#### HOW TO COMPLETE THIS TASK
Copy out every record below, word for word.

#### DATA SUPPLIED
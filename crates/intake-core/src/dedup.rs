//! Duplicate detection.
//!
//! Files are first bucketed by byte size; only sizes shared by two or more
//! files are worth hashing. After hashing, each hash group is split by
//! metadata signature (file name, size, last-modified). Records sharing a
//! signature are assumed to be the same file picked twice and collapse to one.
//! This is a heuristic: two distinct files with the same name, size and
//! modification time in different folders will also collapse.
//!
//! When a hash group holds several distinct signatures the content really was
//! stored more than once, and exactly one keeper stays `Ready`.

use ahash::AHashMap;
use serde::{Deserialize, Serialize};
use std::cmp::Ordering;

use crate::model::{CandidateMeta, ContentHash, HashedCandidate, RecordId};

#[derive(Debug, Clone, Default, PartialEq, Eq)]
pub struct SizePartition {
    /// Sizes seen exactly once. Ready without hashing.
    pub unique: Vec<CandidateMeta>,
    /// Sizes seen more than once, sorted by original index.
    pub candidates: Vec<CandidateMeta>,
}

impl SizePartition {
    pub fn candidate_bytes(&self) -> u64 {
        self.candidates.iter().map(|c| c.size).sum()
    }

    pub fn unique_bytes(&self) -> u64 {
        self.unique.iter().map(|c| c.size).sum()
    }
}

pub fn partition_by_size(records: &[CandidateMeta]) -> SizePartition {
    let mut counts: AHashMap<u64, usize> = AHashMap::with_capacity(records.len());
    for record in records {
        *counts.entry(record.size).or_insert(0) += 1;
    }

    let mut partition = SizePartition::default();
    for record in records {
        if counts.get(&record.size).copied().unwrap_or(0) > 1 {
            partition.candidates.push(record.clone());
        } else {
            partition.unique.push(record.clone());
        }
    }
    partition.unique.sort_by_key(|c| c.original_index);
    partition.candidates.sort_by_key(|c| c.original_index);
    partition
}

/// Outcome of resolving hashed candidates. Every input lands in exactly one
/// of the three lists.
#[derive(Debug, Clone, Default, PartialEq, Eq, Serialize, Deserialize)]
pub struct Resolution {
    pub ready: Vec<HashedCandidate>,
    pub duplicates: Vec<HashedCandidate>,
    /// Same file selected again; removed from the queue without a flag.
    pub collapsed: Vec<RecordId>,
}

pub fn metadata_signature(meta: &CandidateMeta) -> String {
    format!("{}|{}|{}", meta.file_name(), meta.size, meta.last_modified)
}

pub fn resolve_hash_groups(hashed: Vec<HashedCandidate>) -> Resolution {
    let mut groups: AHashMap<ContentHash, Vec<HashedCandidate>> = AHashMap::new();
    for candidate in hashed {
        groups
            .entry(candidate.hash.clone())
            .or_default()
            .push(candidate);
    }

    let mut resolution = Resolution::default();
    for (_, mut group) in groups {
        group.sort_by_key(|c| c.meta.original_index);
        if group.len() == 1 {
            resolution.ready.extend(group);
            continue;
        }

        // Signature subgroups keep first-seen order; the first member of each
        // has the smallest original index and represents it.
        let mut subgroups: Vec<(String, Vec<HashedCandidate>)> = Vec::new();
        for candidate in group {
            let signature = metadata_signature(&candidate.meta);
            match subgroups.iter_mut().find(|(s, _)| *s == signature) {
                Some((_, members)) => members.push(candidate),
                None => subgroups.push((signature, vec![candidate])),
            }
        }

        let mut representatives = Vec::with_capacity(subgroups.len());
        for (_, members) in subgroups {
            let mut members = members.into_iter();
            if let Some(representative) = members.next() {
                representatives.push(representative);
            }
            resolution.collapsed.extend(members.map(|m| m.meta.id));
        }

        if representatives.len() == 1 {
            resolution.ready.extend(representatives);
            continue;
        }

        let keeper_idx = choose_keeper(&representatives);
        for (idx, representative) in representatives.into_iter().enumerate() {
            if Some(idx) == keeper_idx {
                resolution.ready.push(representative);
            } else {
                resolution.duplicates.push(representative);
            }
        }
    }

    resolution.ready.sort_by_key(|c| c.meta.original_index);
    resolution.duplicates.sort_by_key(|c| c.meta.original_index);
    resolution.collapsed.sort();
    resolution
}

/// Orders two candidates so that the better keeper sorts first.
///
/// Earliest modification wins, then the deeper folder (longest directory
/// prefix), then the shorter name, then the lexicographically smaller name,
/// and finally ingestion order.
pub fn compare_keeper(a: &CandidateMeta, b: &CandidateMeta) -> Ordering {
    a.last_modified
        .cmp(&b.last_modified)
        .then_with(|| b.directory_prefix().len().cmp(&a.directory_prefix().len()))
        .then_with(|| {
            let (a_len, b_len) = (a.file_name().chars().count(), b.file_name().chars().count());
            a_len.cmp(&b_len)
        })
        .then_with(|| a.file_name().cmp(b.file_name()))
        .then_with(|| a.original_index.cmp(&b.original_index))
}

/// Index of the keeper among `candidates`, `None` when empty.
pub fn choose_keeper(candidates: &[HashedCandidate]) -> Option<usize> {
    candidates
        .iter()
        .enumerate()
        .min_by(|(_, a), (_, b)| compare_keeper(&a.meta, &b.meta))
        .map(|(idx, _)| idx)
}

#### EXERCISE SOLUTION
filename crates/intake-core/src/dedup.rs
//! Duplicate detection.
//!
//! Files are first bucketed by byte size; only sizes shared by two or more
//! files are worth hashing. After hashing, each hash group is split by
//! metadata signature (file name, size, last-modified). Records sharing a
//! signature are assumed to be the same file picked twice and collapse to one.
//! This is a heuristic: two distinct files with the same name, size and
//! modification time in different folders will also collapse.
//!
//! When a hash group holds several distinct signatures the content really was
//! stored more than once, and exactly one keeper stays `Ready`.

use ahash::AHashMap;
use serde::{Deserialize, Serialize};
use std::cmp::Ordering;

use crate::model::{CandidateMeta, ContentHash, HashedCandidate, RecordId};

#[derive(Debug, Clone, Default, PartialEq, Eq)]
pub struct SizePartition {
    /// Sizes seen exactly once. Ready without hashing.
    pub unique: Vec<CandidateMeta>,
    /// Sizes seen more than once, sorted by original index.
    pub candidates: Vec<CandidateMeta>,
}

impl SizePartition {
    pub fn candidate_bytes(&self) -> u64 {
        self.candidates.iter().map(|c| c.size).sum()
    }

    pub fn unique_bytes(&self) -> u64 {
        self.unique.iter().map(|c| c.size).sum()
    }
}

pub fn partition_by_size(records: &[CandidateMeta]) -> SizePartition {
    let mut counts: AHashMap<u64, usize> = AHashMap::with_capacity(records.len());
    for record in records {
        *counts.entry(record.size).or_insert(0) += 1;
    }

    let mut partition = SizePartition::default();
    for record in records {
        if counts.get(&record.size).copied().unwrap_or(0) > 1 {
            partition.candidates.push(record.clone());
        } else {
            partition.unique.push(record.clone());
        }
    }
    partition.unique.sort_by_key(|c| c.original_index);
    partition.candidates.sort_by_key(|c| c.original_index);
    partition
}

/// Outcome of resolving hashed candidates. Every input lands in exactly one
/// of the three lists.
#[derive(Debug, Clone, Default, PartialEq, Eq, Serialize, Deserialize)]
pub struct Resolution {
    pub ready: Vec<HashedCandidate>,
    pub duplicates: Vec<HashedCandidate>,
    /// Same file selected again; removed from the queue without a flag.
    pub collapsed: Vec<RecordId>,
}

pub fn metadata_signature(meta: &CandidateMeta) -> String {
    format!("{}|{}|{}", meta.file_name(), meta.size, meta.last_modified)
}

pub fn resolve_hash_groups(hashed: Vec<HashedCandidate>) -> Resolution {
    let mut groups: AHashMap<ContentHash, Vec<HashedCandidate>> = AHashMap::new();
    for candidate in hashed {
        groups
            .entry(candidate.hash.clone())
            .or_default()
            .push(candidate);
    }

    let mut resolution = Resolution::default();
    for (_, mut group) in groups {
        group.sort_by_key(|c| c.meta.original_index);
        if group.len() == 1 {
            resolution.ready.extend(group);
            continue;
        }

        // Signature subgroups keep first-seen order; the first member of each
        // has the smallest original index and represents it.
        let mut subgroups: Vec<(String, Vec<HashedCandidate>)> = Vec::new();
        for candidate in group {
            let signature = metadata_signature(&candidate.meta);
            match subgroups.iter_mut().find(|(s, _)| *s == signature) {
                Some((_, members)) => members.push(candidate),
                None => subgroups.push((signature, vec![candidate])),
            }
        }

        let mut representatives = Vec::with_capacity(subgroups.len());
        for (_, members) in subgroups {
            let mut members = members.into_iter();
            if let Some(representative) = members.next() {
                representatives.push(representative);
            }
            resolution.collapsed.extend(members.map(|m| m.meta.id));
        }

        if representatives.len() == 1 {
            resolution.ready.extend(representatives);
            continue;
        }

        let keeper_idx = choose_keeper(&representatives);
        for (idx, representative) in representatives.into_iter().enumerate() {
            if Some(idx) == keeper_idx {
                resolution.ready.push(representative);
            } else {
                resolution.duplicates.push(representative);
            }
        }
    }

    resolution.ready.sort_by_key(|c| c.meta.original_index);
    resolution.duplicates.sort_by_key(|c| c.meta.original_index);
    resolution.collapsed.sort();
    resolution
}

/// Orders two candidates so that the better keeper sorts first.
///
/// Earliest modification wins, then the deeper folder (longest directory
/// prefix), then the shorter name, then the lexicographically smaller name,
/// and finally ingestion order.
pub fn compare_keeper(a: &CandidateMeta, b: &CandidateMeta) -> Ordering {
    a.last_modified
        .cmp(&b.last_modified)
        .then_with(|| b.directory_prefix().len().cmp(&a.directory_prefix().len()))
        .then_with(|| {
            let (a_len, b_len) = (a.file_name().chars().count(), b.file_name().chars().count());
            a_len.cmp(&b_len)
        })
        .then_with(|| a.file_name().cmp(b.file_name()))
        .then_with(|| a.original_index.cmp(&b.original_index))
}

/// Index of the keeper among `candidates`, `None` when empty.
pub fn choose_keeper(candidates: &[HashedCandidate]) -> Option<usize> {
    candidates
        .iter()
        .enumerate()
        .min_by(|(_, a), (_, b)| compare_keeper(&a.meta, &b.meta))
        .map(|(idx, _)| idx)
}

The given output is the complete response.